// SPDX-License-Identifier: MPL-2.0
//! Static catalog of project galleries.
//!
//! The catalog is read once at startup from the embedded `catalog.toml` and is
//! never mutated afterwards. Every gallery holds at least one image; image
//! order is navigation order.
//!
//! # Examples
//!
//! ```
//! use iced_folio::catalog::Catalog;
//!
//! let catalog = Catalog::embedded().expect("embedded catalog is valid");
//! let gallery = catalog.get("paperazzi").expect("paperazzi is shipped");
//! assert_eq!(gallery.len(), 5);
//! assert!(catalog.get("nonexistent-id").is_none());
//! ```

use crate::content;
use crate::error::{self, CatalogError, CATALOG_DOCUMENT};
use serde::Deserialize;
use std::borrow::Borrow;
use std::collections::BTreeMap;
use std::fmt;
use std::sync::Arc;

/// Identifier of a gallery, as declared by project cards.
#[derive(Debug, Clone, PartialEq, Eq, PartialOrd, Ord, Hash)]
pub struct GalleryId(String);

impl GalleryId {
    #[must_use]
    pub fn new(id: impl Into<String>) -> Self {
        Self(id.into())
    }

    #[must_use]
    pub fn as_str(&self) -> &str {
        &self.0
    }
}

impl fmt::Display for GalleryId {
    fn fmt(&self, f: &mut fmt::Formatter<'_>) -> fmt::Result {
        f.write_str(&self.0)
    }
}

impl Borrow<str> for GalleryId {
    fn borrow(&self) -> &str {
        &self.0
    }
}

impl From<&str> for GalleryId {
    fn from(id: &str) -> Self {
        Self::new(id)
    }
}

/// One image of a gallery.
#[derive(Debug, Clone, PartialEq, Eq, Deserialize)]
pub struct GalleryRecord {
    /// Asset locator, relative to the assets root.
    pub source: String,
    /// Alternative text shown when the image cannot be displayed.
    #[serde(rename = "alt", default)]
    pub alt_text: String,
    #[serde(default)]
    pub description: String,
}

/// A titled, non-empty, ordered list of images.
#[derive(Debug, Clone, PartialEq, Eq)]
pub struct Gallery {
    title: String,
    images: Vec<GalleryRecord>,
}

impl Gallery {
    /// Builds a gallery, rejecting empty titles, empty image lists and
    /// records without a source.
    pub fn new(
        id: &str,
        title: impl Into<String>,
        images: Vec<GalleryRecord>,
    ) -> Result<Self, CatalogError> {
        let title = title.into();
        if title.trim().is_empty() {
            return Err(CatalogError::MissingTitle(id.to_string()));
        }
        if images.is_empty() {
            return Err(CatalogError::EmptyGallery(id.to_string()));
        }
        if let Some(index) = images.iter().position(|record| record.source.trim().is_empty()) {
            return Err(CatalogError::MissingSource {
                gallery: id.to_string(),
                index,
            });
        }
        Ok(Self { title, images })
    }

    #[must_use]
    pub fn title(&self) -> &str {
        &self.title
    }

    #[must_use]
    pub fn images(&self) -> &[GalleryRecord] {
        &self.images
    }

    #[must_use]
    pub fn image(&self, index: usize) -> Option<&GalleryRecord> {
        self.images.get(index)
    }

    /// Number of images; always at least one.
    #[must_use]
    pub fn len(&self) -> usize {
        self.images.len()
    }

    /// Always `false`: construction rejects empty galleries.
    #[must_use]
    pub fn is_empty(&self) -> bool {
        self.images.is_empty()
    }
}

#[derive(Debug, Deserialize)]
struct CatalogDocument {
    #[serde(default)]
    galleries: BTreeMap<String, GalleryDocument>,
}

#[derive(Debug, Deserialize)]
struct GalleryDocument {
    #[serde(default)]
    title: String,
    #[serde(default)]
    images: Vec<GalleryRecord>,
}

/// Read-only mapping from gallery id to gallery.
#[derive(Debug, Clone, Default)]
pub struct Catalog {
    galleries: BTreeMap<GalleryId, Arc<Gallery>>,
}

impl Catalog {
    /// An empty catalog; every lookup misses.
    #[must_use]
    pub fn empty() -> Self {
        Self::default()
    }

    /// Loads the catalog embedded in the binary.
    pub fn embedded() -> error::Result<Self> {
        Ok(Self::from_toml_str(&content::document(CATALOG_DOCUMENT)?)?)
    }

    /// Parses and validates a catalog document.
    pub fn from_toml_str(source: &str) -> Result<Self, CatalogError> {
        let document: CatalogDocument =
            toml::from_str(source).map_err(|err| CatalogError::Malformed {
                document: CATALOG_DOCUMENT,
                message: err.to_string(),
            })?;

        let mut galleries = BTreeMap::new();
        for (id, raw) in document.galleries {
            let gallery = Gallery::new(&id, raw.title, raw.images)?;
            galleries.insert(GalleryId::new(id), Arc::new(gallery));
        }
        Ok(Self { galleries })
    }

    /// Looks up a gallery; unknown ids yield `None`.
    #[must_use]
    pub fn get(&self, id: &str) -> Option<Arc<Gallery>> {
        self.galleries.get(id).cloned()
    }

    #[must_use]
    pub fn contains(&self, id: &str) -> bool {
        self.galleries.contains_key(id)
    }

    pub fn ids(&self) -> impl Iterator<Item = &GalleryId> {
        self.galleries.keys()
    }

    #[must_use]
    pub fn len(&self) -> usize {
        self.galleries.len()
    }

    #[must_use]
    pub fn is_empty(&self) -> bool {
        self.galleries.is_empty()
    }
}

#[cfg(test)]
mod tests {
    use super::*;

    fn record(source: &str) -> GalleryRecord {
        GalleryRecord {
            source: source.to_string(),
            alt_text: String::new(),
            description: String::new(),
        }
    }

    #[test]
    fn embedded_catalog_ships_eight_galleries() {
        let catalog = Catalog::embedded().expect("embedded catalog should be valid");
        let expected = [
            ("etracker-admin", 5),
            ("etracker-faculty", 5),
            ("etracker-student", 5),
            ("kainimo", 4),
            ("paperazzi", 5),
            ("smilebright", 5),
            ("student-api", 1),
            ("weather-api", 1),
        ];
        assert_eq!(catalog.len(), expected.len());
        for (id, count) in expected {
            let gallery = catalog
                .get(id)
                .unwrap_or_else(|| panic!("missing gallery {id}"));
            assert_eq!(gallery.len(), count, "image count of {id}");
            assert!(!gallery.title().is_empty());
        }
    }

    #[test]
    fn paperazzi_images_keep_declared_order() {
        let catalog = Catalog::embedded().unwrap();
        let gallery = catalog.get("paperazzi").unwrap();
        assert_eq!(gallery.title(), "Paperazzi - Coin Operated Printing Machine");
        let sources: Vec<_> = gallery.images().iter().map(|r| r.source.as_str()).collect();
        assert_eq!(
            sources,
            vec![
                "assets/PAPERAZZI/1.png",
                "assets/PAPERAZZI/2.png",
                "assets/PAPERAZZI/3.png",
                "assets/PAPERAZZI/4.png",
                "assets/PAPERAZZI/5.png",
            ]
        );
        assert_eq!(
            gallery.images()[0].description,
            "Main user interface of the Paperazzi coin-operated printing system"
        );
    }

    #[test]
    fn unknown_id_yields_none() {
        let catalog = Catalog::embedded().unwrap();
        assert!(catalog.get("nonexistent-id").is_none());
        assert!(!catalog.contains("nonexistent-id"));
        assert!(Catalog::empty().get("paperazzi").is_none());
    }

    #[test]
    fn empty_gallery_is_rejected() {
        let source = "[galleries.empty]\ntitle = \"Empty\"\n";
        assert_eq!(
            Catalog::from_toml_str(source).unwrap_err(),
            CatalogError::EmptyGallery("empty".to_string())
        );
    }

    #[test]
    fn blank_title_is_rejected() {
        let err = Gallery::new("x", "  ", vec![record("a.png")]).unwrap_err();
        assert_eq!(err, CatalogError::MissingTitle("x".to_string()));
    }

    #[test]
    fn missing_source_reports_index() {
        let err = Gallery::new("x", "X", vec![record("a.png"), record("")]).unwrap_err();
        assert_eq!(
            err,
            CatalogError::MissingSource {
                gallery: "x".to_string(),
                index: 1
            }
        );
    }

    #[test]
    fn malformed_document_is_reported() {
        let err = Catalog::from_toml_str("[galleries.x\n").unwrap_err();
        assert!(matches!(
            err,
            CatalogError::Malformed {
                document: CATALOG_DOCUMENT,
                ..
            }
        ));
    }

    #[test]
    fn duplicate_ids_are_rejected_by_the_parser() {
        let source = "[galleries.a]\ntitle = \"A\"\n[[galleries.a.images]]\nsource = \"1.png\"\n\
                      [galleries.a]\ntitle = \"B\"\n";
        assert!(matches!(
            Catalog::from_toml_str(source),
            Err(CatalogError::Malformed { .. })
        ));
    }
}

○ ○ ○ ○ ○

Which lines in the data above hold the string "content"? Return each of them.

use crate::content;
        Ok(Self::from_toml_str(&content::document(CATALOG_DOCUMENT)?)?)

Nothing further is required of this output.